* WHAT YOU WILL DO: Filter out all lines without the word "usize" from the data below, please, and copy the rest.

* DATASET EXTRACT:
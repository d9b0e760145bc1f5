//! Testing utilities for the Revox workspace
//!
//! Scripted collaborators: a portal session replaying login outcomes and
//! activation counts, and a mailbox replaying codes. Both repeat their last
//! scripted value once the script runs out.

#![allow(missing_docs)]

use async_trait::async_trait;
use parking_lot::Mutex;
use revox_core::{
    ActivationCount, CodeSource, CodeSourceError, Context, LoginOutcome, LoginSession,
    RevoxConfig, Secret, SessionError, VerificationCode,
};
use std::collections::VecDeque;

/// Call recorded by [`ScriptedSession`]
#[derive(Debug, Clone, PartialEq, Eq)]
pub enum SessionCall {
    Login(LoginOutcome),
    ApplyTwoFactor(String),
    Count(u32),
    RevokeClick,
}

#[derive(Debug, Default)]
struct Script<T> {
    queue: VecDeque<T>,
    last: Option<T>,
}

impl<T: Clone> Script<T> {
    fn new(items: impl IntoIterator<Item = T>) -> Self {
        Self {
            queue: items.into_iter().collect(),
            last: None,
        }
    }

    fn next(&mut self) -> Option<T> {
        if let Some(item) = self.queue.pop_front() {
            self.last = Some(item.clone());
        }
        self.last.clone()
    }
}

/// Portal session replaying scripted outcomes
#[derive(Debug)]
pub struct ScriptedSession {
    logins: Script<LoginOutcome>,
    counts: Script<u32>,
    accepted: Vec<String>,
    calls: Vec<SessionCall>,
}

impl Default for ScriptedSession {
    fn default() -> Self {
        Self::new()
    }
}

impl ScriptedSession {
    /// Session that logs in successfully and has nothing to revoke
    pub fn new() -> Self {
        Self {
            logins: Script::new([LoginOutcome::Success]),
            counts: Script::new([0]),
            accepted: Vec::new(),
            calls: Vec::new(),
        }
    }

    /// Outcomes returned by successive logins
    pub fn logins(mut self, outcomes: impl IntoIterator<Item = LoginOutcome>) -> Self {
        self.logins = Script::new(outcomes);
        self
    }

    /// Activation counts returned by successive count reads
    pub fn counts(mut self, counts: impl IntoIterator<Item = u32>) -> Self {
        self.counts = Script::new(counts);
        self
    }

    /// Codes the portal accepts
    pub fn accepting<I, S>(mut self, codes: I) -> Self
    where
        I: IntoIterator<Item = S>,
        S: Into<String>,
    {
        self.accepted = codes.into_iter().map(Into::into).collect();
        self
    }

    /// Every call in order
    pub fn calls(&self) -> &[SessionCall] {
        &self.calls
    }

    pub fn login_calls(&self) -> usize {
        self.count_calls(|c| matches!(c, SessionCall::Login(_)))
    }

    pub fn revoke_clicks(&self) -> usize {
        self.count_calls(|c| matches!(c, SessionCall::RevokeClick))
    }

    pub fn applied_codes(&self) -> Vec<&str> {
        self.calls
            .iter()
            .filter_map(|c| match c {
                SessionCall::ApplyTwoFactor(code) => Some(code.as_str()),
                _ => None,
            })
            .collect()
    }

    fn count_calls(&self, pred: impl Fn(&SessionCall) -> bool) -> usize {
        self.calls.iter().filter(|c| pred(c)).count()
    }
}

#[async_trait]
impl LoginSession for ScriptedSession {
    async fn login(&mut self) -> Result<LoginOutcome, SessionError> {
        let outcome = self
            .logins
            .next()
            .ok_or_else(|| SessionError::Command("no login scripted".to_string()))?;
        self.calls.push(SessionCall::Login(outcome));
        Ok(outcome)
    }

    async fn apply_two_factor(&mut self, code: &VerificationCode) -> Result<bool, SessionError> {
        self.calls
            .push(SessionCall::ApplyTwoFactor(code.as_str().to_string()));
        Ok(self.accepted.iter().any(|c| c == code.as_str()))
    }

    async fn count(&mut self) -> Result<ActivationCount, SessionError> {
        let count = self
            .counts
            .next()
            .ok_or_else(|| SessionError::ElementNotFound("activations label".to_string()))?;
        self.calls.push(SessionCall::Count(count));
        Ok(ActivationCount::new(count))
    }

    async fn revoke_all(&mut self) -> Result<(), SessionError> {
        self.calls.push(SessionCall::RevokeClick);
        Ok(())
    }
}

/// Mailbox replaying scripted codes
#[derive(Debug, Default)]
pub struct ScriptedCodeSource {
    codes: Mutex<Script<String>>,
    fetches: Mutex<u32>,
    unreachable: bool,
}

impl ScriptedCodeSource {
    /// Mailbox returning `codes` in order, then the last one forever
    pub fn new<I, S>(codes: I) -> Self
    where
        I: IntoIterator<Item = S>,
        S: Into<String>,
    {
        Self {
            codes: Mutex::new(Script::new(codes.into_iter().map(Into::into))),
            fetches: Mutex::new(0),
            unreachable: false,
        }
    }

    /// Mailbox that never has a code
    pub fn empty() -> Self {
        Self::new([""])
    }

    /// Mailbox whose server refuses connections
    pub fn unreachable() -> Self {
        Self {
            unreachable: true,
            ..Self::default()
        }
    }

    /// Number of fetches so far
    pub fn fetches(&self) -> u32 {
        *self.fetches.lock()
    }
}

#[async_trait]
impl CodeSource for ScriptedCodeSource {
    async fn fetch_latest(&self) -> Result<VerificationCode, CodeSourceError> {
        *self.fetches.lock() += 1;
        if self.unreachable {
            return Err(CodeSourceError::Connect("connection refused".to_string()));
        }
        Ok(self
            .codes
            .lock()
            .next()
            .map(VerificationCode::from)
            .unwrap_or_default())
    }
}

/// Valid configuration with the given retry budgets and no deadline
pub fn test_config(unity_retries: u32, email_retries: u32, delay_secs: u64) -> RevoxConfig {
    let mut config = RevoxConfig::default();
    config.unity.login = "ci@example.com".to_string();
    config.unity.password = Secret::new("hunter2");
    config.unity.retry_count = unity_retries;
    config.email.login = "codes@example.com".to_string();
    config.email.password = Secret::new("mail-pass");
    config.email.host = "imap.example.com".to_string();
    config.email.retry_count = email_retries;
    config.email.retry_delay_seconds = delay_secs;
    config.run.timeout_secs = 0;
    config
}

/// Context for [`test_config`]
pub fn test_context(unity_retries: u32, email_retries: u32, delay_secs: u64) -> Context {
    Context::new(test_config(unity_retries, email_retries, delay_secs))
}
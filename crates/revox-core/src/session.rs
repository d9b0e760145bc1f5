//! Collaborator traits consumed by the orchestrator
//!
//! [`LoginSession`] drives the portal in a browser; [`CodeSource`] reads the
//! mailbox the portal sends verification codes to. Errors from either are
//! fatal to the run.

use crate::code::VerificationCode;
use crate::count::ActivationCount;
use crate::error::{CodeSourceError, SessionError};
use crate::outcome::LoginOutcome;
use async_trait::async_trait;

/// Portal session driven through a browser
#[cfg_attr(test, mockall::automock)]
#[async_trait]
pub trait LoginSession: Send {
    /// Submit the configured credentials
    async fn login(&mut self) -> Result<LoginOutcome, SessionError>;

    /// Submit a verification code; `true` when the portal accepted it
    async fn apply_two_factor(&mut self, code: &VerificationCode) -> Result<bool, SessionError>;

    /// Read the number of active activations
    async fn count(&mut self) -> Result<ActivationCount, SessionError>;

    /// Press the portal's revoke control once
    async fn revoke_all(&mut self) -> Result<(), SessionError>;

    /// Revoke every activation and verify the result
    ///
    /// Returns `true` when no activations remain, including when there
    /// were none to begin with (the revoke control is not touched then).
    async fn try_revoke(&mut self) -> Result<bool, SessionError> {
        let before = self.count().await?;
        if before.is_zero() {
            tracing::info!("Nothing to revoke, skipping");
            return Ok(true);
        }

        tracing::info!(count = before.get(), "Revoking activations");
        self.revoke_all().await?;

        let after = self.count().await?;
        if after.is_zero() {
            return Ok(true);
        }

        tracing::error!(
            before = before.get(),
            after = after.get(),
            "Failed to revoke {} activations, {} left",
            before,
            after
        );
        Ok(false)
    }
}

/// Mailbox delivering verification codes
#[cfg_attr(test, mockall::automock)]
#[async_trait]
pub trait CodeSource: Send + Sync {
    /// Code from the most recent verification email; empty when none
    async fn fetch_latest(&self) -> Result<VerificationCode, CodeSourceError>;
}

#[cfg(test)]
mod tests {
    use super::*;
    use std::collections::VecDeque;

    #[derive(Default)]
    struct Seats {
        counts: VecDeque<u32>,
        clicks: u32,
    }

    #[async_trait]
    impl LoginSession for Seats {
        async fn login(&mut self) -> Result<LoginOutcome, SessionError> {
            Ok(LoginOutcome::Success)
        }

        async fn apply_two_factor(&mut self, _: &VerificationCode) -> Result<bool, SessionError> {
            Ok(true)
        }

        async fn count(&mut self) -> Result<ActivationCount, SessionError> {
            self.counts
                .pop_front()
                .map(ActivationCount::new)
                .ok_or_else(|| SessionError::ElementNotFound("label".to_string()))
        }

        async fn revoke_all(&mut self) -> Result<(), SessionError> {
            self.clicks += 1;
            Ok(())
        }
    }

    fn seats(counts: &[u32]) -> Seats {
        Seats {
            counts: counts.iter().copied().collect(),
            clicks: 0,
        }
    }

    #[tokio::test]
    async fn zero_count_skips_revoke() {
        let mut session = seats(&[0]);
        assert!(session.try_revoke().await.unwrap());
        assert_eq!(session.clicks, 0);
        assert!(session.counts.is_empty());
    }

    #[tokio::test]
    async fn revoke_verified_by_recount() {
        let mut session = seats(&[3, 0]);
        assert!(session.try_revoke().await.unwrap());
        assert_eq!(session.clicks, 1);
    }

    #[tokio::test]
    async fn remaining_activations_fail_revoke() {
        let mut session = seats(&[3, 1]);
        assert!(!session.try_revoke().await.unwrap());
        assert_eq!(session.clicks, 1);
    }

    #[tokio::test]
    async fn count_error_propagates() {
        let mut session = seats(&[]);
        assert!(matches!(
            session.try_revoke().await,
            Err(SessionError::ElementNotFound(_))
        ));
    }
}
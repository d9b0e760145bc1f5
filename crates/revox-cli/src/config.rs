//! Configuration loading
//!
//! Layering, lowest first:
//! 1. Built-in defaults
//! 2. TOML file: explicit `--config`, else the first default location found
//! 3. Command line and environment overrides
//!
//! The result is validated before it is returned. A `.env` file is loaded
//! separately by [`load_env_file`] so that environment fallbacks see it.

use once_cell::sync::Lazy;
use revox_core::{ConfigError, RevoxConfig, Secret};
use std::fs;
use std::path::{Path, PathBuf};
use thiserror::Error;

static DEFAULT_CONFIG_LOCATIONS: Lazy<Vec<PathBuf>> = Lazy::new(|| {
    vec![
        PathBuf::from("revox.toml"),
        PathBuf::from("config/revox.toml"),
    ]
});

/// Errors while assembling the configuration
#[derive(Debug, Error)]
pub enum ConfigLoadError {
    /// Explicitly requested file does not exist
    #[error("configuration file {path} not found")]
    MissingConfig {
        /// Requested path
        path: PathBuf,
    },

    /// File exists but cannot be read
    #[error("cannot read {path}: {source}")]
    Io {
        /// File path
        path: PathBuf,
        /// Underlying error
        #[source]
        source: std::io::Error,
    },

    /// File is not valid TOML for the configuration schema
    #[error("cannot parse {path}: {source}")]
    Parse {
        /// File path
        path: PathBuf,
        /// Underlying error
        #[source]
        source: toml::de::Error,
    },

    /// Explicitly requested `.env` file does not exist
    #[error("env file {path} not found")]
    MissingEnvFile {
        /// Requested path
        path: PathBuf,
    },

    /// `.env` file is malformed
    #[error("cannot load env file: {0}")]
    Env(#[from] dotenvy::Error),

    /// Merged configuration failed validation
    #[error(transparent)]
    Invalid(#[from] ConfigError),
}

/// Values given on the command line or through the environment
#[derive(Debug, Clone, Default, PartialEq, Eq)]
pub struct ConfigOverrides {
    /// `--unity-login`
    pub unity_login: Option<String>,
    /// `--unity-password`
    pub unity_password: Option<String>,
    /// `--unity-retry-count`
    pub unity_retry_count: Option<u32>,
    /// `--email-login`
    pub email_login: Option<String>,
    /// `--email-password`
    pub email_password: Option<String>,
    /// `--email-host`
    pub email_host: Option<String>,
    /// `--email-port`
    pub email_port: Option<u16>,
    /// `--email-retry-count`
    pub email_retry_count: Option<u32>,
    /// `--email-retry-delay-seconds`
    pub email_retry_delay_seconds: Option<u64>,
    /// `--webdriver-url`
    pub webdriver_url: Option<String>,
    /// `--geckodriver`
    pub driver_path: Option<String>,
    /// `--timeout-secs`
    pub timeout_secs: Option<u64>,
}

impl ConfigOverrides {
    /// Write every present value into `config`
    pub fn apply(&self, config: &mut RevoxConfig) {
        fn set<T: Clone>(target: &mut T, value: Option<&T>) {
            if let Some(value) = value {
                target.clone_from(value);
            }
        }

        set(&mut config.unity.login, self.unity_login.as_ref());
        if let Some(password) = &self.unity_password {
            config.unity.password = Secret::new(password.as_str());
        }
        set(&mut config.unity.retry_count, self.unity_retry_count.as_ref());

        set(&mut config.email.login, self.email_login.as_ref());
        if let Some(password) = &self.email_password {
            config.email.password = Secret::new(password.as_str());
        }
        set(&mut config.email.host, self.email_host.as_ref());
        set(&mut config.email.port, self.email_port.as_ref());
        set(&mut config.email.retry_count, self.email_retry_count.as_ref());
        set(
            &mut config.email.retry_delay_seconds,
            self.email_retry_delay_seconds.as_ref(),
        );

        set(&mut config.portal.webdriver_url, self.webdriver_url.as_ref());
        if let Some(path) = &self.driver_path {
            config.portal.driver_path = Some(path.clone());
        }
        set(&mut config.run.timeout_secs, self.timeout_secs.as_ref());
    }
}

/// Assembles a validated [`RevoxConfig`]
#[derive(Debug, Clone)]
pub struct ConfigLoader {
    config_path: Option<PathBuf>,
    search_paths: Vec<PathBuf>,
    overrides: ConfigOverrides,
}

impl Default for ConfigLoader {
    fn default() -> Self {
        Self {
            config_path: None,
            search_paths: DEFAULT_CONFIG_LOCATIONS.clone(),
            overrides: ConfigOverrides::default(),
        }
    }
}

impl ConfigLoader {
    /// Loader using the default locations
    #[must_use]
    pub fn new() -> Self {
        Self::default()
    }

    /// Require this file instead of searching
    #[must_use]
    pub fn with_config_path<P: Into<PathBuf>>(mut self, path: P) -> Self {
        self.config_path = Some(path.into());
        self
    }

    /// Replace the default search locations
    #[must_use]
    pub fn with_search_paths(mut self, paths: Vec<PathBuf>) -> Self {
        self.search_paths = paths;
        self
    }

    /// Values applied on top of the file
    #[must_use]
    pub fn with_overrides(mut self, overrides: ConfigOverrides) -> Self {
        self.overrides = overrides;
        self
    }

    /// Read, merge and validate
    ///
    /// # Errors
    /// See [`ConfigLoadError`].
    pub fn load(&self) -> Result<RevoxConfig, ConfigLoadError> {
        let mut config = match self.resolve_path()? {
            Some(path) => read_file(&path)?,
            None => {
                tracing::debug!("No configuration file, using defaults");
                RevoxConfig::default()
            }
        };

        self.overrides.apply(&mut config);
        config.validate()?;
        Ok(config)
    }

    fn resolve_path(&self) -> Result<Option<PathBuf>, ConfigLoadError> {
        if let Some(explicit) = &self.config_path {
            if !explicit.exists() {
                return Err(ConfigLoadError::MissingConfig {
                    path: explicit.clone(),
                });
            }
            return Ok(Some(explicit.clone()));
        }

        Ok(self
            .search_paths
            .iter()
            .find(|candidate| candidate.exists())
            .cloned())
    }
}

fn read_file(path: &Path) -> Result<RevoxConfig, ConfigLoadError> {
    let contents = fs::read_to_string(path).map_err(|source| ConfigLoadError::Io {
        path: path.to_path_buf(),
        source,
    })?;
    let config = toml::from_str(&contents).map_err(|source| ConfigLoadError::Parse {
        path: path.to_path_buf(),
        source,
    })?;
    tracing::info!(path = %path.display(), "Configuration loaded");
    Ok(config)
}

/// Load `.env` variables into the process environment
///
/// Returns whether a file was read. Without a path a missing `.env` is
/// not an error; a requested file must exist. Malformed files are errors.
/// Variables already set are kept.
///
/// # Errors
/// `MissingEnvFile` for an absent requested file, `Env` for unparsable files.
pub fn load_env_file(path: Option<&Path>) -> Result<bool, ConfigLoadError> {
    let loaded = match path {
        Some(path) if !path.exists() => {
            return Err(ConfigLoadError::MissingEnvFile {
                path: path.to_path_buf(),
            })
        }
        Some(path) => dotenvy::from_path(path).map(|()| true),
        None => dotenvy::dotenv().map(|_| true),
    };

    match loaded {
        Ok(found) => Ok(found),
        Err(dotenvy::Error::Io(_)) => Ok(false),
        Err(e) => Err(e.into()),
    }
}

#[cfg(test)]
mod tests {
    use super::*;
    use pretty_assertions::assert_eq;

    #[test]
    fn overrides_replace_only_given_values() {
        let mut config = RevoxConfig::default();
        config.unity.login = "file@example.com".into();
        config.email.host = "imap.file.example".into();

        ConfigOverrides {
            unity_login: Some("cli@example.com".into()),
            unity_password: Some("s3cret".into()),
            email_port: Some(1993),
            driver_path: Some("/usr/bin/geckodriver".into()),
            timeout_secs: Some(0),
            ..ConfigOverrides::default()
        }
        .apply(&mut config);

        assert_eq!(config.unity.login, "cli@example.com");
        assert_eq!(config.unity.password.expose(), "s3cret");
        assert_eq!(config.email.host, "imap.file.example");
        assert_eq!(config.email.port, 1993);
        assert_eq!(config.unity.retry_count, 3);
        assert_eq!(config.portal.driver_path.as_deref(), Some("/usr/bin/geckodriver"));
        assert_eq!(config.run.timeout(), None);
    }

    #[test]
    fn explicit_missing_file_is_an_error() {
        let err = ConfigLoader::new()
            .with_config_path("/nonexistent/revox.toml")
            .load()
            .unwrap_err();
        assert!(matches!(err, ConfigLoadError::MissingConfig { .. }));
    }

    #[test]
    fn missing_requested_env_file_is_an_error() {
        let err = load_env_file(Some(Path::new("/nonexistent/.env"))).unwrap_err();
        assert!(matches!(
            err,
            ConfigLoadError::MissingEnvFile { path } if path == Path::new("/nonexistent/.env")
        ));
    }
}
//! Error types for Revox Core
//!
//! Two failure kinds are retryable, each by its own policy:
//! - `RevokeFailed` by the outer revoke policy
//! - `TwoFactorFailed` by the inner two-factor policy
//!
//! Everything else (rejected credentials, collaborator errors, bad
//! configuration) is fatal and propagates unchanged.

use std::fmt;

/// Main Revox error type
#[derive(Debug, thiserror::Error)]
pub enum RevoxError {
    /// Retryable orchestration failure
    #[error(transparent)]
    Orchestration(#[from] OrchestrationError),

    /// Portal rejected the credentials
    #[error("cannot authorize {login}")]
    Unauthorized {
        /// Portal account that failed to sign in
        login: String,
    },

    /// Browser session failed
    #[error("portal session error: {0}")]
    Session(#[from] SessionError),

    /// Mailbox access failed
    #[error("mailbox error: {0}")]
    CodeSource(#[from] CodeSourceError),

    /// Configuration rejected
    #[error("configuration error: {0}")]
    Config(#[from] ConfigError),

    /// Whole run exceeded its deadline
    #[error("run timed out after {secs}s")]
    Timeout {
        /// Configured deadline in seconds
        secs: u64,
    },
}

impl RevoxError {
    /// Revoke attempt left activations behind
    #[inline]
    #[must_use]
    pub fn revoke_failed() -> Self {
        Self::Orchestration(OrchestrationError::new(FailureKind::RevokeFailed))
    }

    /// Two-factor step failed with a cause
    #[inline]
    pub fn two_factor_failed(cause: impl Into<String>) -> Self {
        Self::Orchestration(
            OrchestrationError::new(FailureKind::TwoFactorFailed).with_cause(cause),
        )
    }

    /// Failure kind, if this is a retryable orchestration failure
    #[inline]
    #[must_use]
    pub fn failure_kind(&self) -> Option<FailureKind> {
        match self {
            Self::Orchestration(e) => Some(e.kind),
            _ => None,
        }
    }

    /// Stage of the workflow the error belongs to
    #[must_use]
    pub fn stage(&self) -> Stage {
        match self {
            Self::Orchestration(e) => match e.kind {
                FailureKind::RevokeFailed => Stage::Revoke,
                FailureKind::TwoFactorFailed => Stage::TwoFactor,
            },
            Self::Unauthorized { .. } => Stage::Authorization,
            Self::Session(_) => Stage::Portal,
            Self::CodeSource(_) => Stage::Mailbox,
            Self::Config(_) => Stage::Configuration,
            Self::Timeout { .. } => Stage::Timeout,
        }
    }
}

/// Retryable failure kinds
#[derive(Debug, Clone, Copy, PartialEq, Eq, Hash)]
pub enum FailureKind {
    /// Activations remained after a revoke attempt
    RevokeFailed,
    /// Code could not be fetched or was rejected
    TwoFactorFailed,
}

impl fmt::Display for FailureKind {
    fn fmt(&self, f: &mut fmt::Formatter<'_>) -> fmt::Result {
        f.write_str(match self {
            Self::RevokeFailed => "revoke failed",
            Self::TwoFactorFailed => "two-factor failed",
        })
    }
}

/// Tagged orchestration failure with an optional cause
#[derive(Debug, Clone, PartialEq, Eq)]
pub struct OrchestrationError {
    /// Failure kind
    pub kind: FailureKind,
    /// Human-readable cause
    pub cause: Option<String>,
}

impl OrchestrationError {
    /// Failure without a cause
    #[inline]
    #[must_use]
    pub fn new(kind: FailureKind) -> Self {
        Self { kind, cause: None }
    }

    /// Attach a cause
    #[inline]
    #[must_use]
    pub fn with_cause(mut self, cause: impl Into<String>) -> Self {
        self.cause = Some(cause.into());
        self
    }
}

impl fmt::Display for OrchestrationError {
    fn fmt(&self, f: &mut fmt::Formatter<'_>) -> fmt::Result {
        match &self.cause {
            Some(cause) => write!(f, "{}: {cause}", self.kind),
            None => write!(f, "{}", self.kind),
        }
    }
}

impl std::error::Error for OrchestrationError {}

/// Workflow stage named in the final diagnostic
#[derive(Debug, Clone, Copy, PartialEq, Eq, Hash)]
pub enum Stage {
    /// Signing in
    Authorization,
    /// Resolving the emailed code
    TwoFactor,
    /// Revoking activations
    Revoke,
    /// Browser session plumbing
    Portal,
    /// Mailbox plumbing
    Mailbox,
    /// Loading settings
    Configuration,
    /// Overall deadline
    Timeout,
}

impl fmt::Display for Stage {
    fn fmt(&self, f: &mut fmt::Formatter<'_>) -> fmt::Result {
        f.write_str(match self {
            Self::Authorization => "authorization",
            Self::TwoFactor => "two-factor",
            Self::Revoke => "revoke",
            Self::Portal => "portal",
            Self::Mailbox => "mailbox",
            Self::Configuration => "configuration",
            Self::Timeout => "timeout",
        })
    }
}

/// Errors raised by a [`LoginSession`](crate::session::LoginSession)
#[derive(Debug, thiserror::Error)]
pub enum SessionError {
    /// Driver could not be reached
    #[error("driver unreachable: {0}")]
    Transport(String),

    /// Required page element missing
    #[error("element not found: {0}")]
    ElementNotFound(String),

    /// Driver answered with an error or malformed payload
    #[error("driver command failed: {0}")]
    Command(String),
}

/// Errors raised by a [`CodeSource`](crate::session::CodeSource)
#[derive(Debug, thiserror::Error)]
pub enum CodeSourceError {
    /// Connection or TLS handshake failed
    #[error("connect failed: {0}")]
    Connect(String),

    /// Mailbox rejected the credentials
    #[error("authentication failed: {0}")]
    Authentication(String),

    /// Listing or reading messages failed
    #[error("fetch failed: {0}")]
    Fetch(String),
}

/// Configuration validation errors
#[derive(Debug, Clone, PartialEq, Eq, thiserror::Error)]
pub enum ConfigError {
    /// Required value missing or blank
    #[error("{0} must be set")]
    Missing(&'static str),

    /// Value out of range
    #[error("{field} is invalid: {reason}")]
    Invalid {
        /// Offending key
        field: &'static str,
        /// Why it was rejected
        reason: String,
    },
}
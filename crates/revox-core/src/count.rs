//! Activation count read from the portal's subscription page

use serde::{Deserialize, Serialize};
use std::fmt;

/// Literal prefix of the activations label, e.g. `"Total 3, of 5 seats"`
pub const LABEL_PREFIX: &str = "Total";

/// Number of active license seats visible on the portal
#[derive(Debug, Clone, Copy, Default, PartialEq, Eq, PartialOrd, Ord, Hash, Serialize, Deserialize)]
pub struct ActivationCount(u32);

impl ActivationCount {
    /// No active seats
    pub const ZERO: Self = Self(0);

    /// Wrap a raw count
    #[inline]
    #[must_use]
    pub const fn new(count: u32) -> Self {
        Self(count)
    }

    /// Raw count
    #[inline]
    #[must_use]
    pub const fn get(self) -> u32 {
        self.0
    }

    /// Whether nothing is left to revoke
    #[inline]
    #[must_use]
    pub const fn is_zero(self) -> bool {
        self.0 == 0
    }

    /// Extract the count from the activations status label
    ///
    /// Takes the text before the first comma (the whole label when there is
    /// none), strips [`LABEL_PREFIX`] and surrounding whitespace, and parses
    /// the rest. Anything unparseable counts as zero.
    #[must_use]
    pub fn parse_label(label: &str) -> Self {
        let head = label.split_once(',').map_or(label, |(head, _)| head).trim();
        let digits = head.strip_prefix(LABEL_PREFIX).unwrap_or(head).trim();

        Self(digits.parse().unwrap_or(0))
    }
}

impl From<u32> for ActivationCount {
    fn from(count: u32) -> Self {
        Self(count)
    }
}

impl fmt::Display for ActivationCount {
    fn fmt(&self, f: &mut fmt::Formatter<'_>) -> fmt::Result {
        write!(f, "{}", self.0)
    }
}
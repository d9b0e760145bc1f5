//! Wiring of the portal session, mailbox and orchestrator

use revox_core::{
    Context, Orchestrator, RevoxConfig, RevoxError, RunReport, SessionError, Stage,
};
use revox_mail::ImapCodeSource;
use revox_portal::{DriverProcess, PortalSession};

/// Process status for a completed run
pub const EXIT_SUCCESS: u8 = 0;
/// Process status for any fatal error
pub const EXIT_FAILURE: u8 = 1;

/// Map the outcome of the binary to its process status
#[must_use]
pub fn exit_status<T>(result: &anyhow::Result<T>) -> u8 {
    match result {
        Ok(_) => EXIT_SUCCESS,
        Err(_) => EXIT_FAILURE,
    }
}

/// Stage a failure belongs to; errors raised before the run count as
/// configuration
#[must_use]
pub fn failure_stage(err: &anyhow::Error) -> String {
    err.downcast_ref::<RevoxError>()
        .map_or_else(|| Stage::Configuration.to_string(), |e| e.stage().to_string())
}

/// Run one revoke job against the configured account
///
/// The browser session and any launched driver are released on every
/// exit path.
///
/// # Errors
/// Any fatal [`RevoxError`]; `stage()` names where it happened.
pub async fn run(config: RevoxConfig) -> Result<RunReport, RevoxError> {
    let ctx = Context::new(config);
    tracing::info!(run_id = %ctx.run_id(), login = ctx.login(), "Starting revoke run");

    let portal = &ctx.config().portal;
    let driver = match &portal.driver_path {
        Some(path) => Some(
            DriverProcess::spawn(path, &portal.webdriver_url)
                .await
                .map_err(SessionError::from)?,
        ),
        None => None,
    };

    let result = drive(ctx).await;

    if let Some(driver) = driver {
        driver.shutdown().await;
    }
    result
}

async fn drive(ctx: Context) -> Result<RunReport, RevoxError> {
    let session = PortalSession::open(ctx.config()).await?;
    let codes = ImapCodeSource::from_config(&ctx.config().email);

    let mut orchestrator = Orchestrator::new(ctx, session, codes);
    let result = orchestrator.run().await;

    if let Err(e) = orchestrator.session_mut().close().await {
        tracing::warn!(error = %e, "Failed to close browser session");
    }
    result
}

* WRITTEN SOLUTION:
    pub fn login_calls(&self) -> usize {
    pub fn revoke_clicks(&self) -> usize {
    fn count_calls(&self, pred: impl Fn(&SessionCall) -> bool) -> usize {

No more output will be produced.